What is expected =
Only those lines in the data below from the line containing "let (mut a, mut b) = (lo, hi);" through the line containing "let mut xm = 0.5 * (a + b);", both included, should be restated word for word.

--- START ---

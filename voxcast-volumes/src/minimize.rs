//! Bounded scalar minimization
//!
//! Golden-section search safeguarded by parabolic interpolation over a closed
//! interval. Swept-path volumes rely on this routine for both membership
//! queries and bounds inference, so it favors robustness on awkward
//! one-dimensional landscapes over raw convergence speed. Trial points are
//! kept strictly inside the interval; the returned argument can approach an
//! endpoint but never equals it exactly.

/// Absolute tolerance on the returned argument.
pub const X_TOLERANCE: f64 = 1e-5;

/// Hard cap on objective evaluations per search.
pub const MAX_EVALS: usize = 500;

/// Find the argument minimizing `f` over the closed interval `[lo, hi]`.
///
/// # Arguments
/// * `f` - Objective function, evaluated only at interior points
/// * `lo` - Lower end of the search interval
/// * `hi` - Upper end of the search interval, must be >= `lo`
///
/// # Returns
/// * The argument of the minimum, within [`X_TOLERANCE`]
///
/// # Example
/// ```rust
/// use voxcast_volumes::minimize_scalar;
///
/// let x = minimize_scalar(|t| (t - 2.0) * (t - 2.0), 0.0, 5.0);
/// assert!((x - 2.0).abs() < 1e-4);
/// ```
pub fn minimize_scalar<F>(f: F, lo: f64, hi: f64) -> f64
where
    F: Fn(f64) -> f64,
{
    debug_assert!(lo <= hi, "search interval must satisfy lo <= hi");

    let golden_mean = 0.5 * (3.0 - 5.0_f64.sqrt());
    let sqrt_eps = 2.2e-16_f64.sqrt();

    let (mut a, mut b) = (lo, hi);
    let mut xf = a + golden_mean * (b - a);
    let mut nfc = xf;
    let mut fulc = xf;
    let mut rat = 0.0_f64;
    let mut e = 0.0_f64;

    let mut fx = f(xf);
    let mut evals = 1;
    let mut fnfc = fx;
    let mut ffulc = fx;

    let mut xm = 0.5 * (a + b);
    let mut tol1 = sqrt_eps * xf.abs() + X_TOLERANCE / 3.0;
    let mut tol2 = 2.0 * tol1;

    while (xf - xm).abs() > tol2 - 0.5 * (b - a) {
        let mut golden = true;

        // Try a parabola through the three best points so far.
        if e.abs() > tol1 {
            golden = false;
            let mut r = (xf - nfc) * (fx - ffulc);
            let mut q = (xf - fulc) * (fx - fnfc);
            let mut p = (xf - fulc) * q - (xf - nfc) * r;
            q = 2.0 * (q - r);
            if q > 0.0 {
                p = -p;
            }
            q = q.abs();
            r = e;
            e = rat;

            // The fit must land inside the interval and beat the previous
            // step; otherwise fall back to a golden-section step.
            if p.abs() < (0.5 * q * r).abs() && p > q * (a - xf) && p < q * (b - xf) {
                rat = p / q;
                let trial = xf + rat;
                if (trial - a) < tol2 || (b - trial) < tol2 {
                    rat = tol1 * sign_or_one(xm - xf);
                }
            } else {
                golden = true;
            }
        }

        if golden {
            e = if xf >= xm { a - xf } else { b - xf };
            rat = golden_mean * e;
        }

        // Never evaluate closer than tol1 to the current best point.
        let x = xf + sign_or_one(rat) * rat.abs().max(tol1);
        let fu = f(x);
        evals += 1;

        if fu <= fx {
            if x >= xf {
                a = xf;
            } else {
                b = xf;
            }
            fulc = nfc;
            ffulc = fnfc;
            nfc = xf;
            fnfc = fx;
            xf = x;
            fx = fu;
        } else {
            if x < xf {
                a = x;
            } else {
                b = x;
            }
            if fu <= fnfc || nfc == xf {
                fulc = nfc;
                ffulc = fnfc;
                nfc = x;
                fnfc = fu;
            } else if fu <= ffulc || fulc == xf || fulc == nfc {
                fulc = x;
                ffulc = fu;
            }
        }

        xm = 0.5 * (a + b);
        tol1 = sqrt_eps * xf.abs() + X_TOLERANCE / 3.0;
        tol2 = 2.0 * tol1;

        if evals >= MAX_EVALS {
            break;
        }
    }

    xf
}

/// Find the argument maximizing `f` over the closed interval `[lo, hi]`.
pub fn maximize_scalar<F>(f: F, lo: f64, hi: f64) -> f64
where
    F: Fn(f64) -> f64,
{
    minimize_scalar(|t| -f(t), lo, hi)
}

fn sign_or_one(v: f64) -> f64 {
    if v < 0.0 {
        -1.0
    } else {
        1.0
    }
}
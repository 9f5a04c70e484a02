//! Axis-aligned box volume

use voxcast_core::{Bounds, Point3d};

/// An axis-aligned box with a strictly interior membership test.
///
/// Points on any face are outside, so adjacent boxes sharing a face never
/// claim the same lattice points.
#[derive(Debug, Clone, Copy, PartialEq)]
pub struct Cuboid {
    bounds: Bounds,
}

impl Cuboid {
    /// Create a cuboid occupying the given bounds
    pub fn new(bounds: Bounds) -> Self {
        Self { bounds }
    }

    /// Whether `point` lies strictly inside the box on every axis.
    pub fn contains(&self, point: &Point3d) -> bool {
        let lo = &self.bounds.mins;
        let hi = &self.bounds.maxs;
        lo.x < point.x
            && point.x < hi.x
            && lo.y < point.y
            && point.y < hi.y
            && lo.z < point.z
            && point.z < hi.z
    }

    /// The bounds this box was constructed with.
    pub fn bounds(&self) -> Bounds {
        self.bounds
    }
}
//! The lens-shaped intersection of two diagonally offset spheres.

use anyhow::Result;
use voxcast_core::Point3d;
use voxcast_diagram::draw_layers;
use voxcast_volumes::{bounds_of_volumes, render_all, Volume};

fn main() -> Result<()> {
    env_logger::init();

    let volumes = [
        Volume::sphere(Point3d::new(0.0, 0.0, 0.0), 10.0),
        Volume::sphere(Point3d::new(5.0, 5.0, 5.0), 10.0),
    ];
    let frame = bounds_of_volumes(&volumes)?;
    eprintln!("shared frame: {frame:?}");

    let rendered = render_all(&volumes)?;
    let points = &rendered[0] & &rendered[1];

    let sep = "-".repeat(80);
    println!("{sep}");
    for layer in draw_layers(&points)? {
        println!("{layer}");
        println!("{sep}");
    }
    Ok(())
}
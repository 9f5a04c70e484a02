//! Two overlapping spheres, unioned and drawn layer by layer.

use anyhow::Result;
use voxcast_core::{Point3d, PointSet};
use voxcast_diagram::draw_layers;
use voxcast_volumes::Volume;

fn main() -> Result<()> {
    env_logger::init();

    let a = Volume::sphere(Point3d::new(0.0, 0.0, 0.0), 10.0);
    let b = Volume::sphere(Point3d::new(5.0, 5.0, 5.0), 10.0);

    let a_points: PointSet = a.render()?.collect();
    let b_points: PointSet = b.render()?.collect();
    let points = &a_points | &b_points;

    let sep = "-".repeat(80);
    println!("{sep}");
    for layer in draw_layers(&points)? {
        println!("{layer}");
        println!("{sep}");
    }

    println!("{}", points.len());
    Ok(())
}
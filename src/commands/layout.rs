// src/commands/layout.rs

//! Layout command - show where a configuration's outputs go

use super::{load_recipe, resolve_axes};
use crate::cli::AxisArgs;
use anyhow::Result;
use galley::{EngineConfig, Layout, LayoutRoots};
use std::path::{Path, PathBuf};

/// Print the profile identity and the computed roots
///
/// Nothing is created on disk.
pub fn cmd_layout(
    recipe_path: &Path,
    axes: &AxisArgs,
    output: Option<PathBuf>,
    config: &EngineConfig,
) -> Result<()> {
    let loaded = load_recipe(recipe_path)?;
    let axis_set = resolve_axes(&loaded.recipe, config, axes)?;
    let profile = axis_set.profile_id();

    let output_root = output.unwrap_or_else(|| config.output_root(&loaded.dir));
    let roots = LayoutRoots::new(&loaded.dir, output_root);
    let layout = Layout::compute(&loaded.recipe.identity(), &profile, &roots);

    println!("Recipe: {}", loaded.recipe.identity());
    println!("Profile: {}", profile.identity);
    println!("  Digest: {}", profile.digest);
    println!("  Directory: {}", profile.dir_name);
    println!();
    println!("Source root:    {}", layout.source_root.display());
    println!("Build root:     {}", layout.build_root.display());
    println!("Generated root: {}", layout.generated_root.display());
    println!("Package root:   {}", layout.package_root.display());

    Ok(())
}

--- END ---

Your solution =
    let (mut a, mut b) = (lo, hi);
    let mut xf = a + golden_mean * (b - a);
    let mut nfc = xf;
    let mut fulc = xf;
    let mut rat = 0.0_f64;
    let mut e = 0.0_f64;

    let mut fx = f(xf);
    let mut evals = 1;
    let mut fnfc = fx;
    let mut ffulc = fx;

    let mut xm = 0.5 * (a + b);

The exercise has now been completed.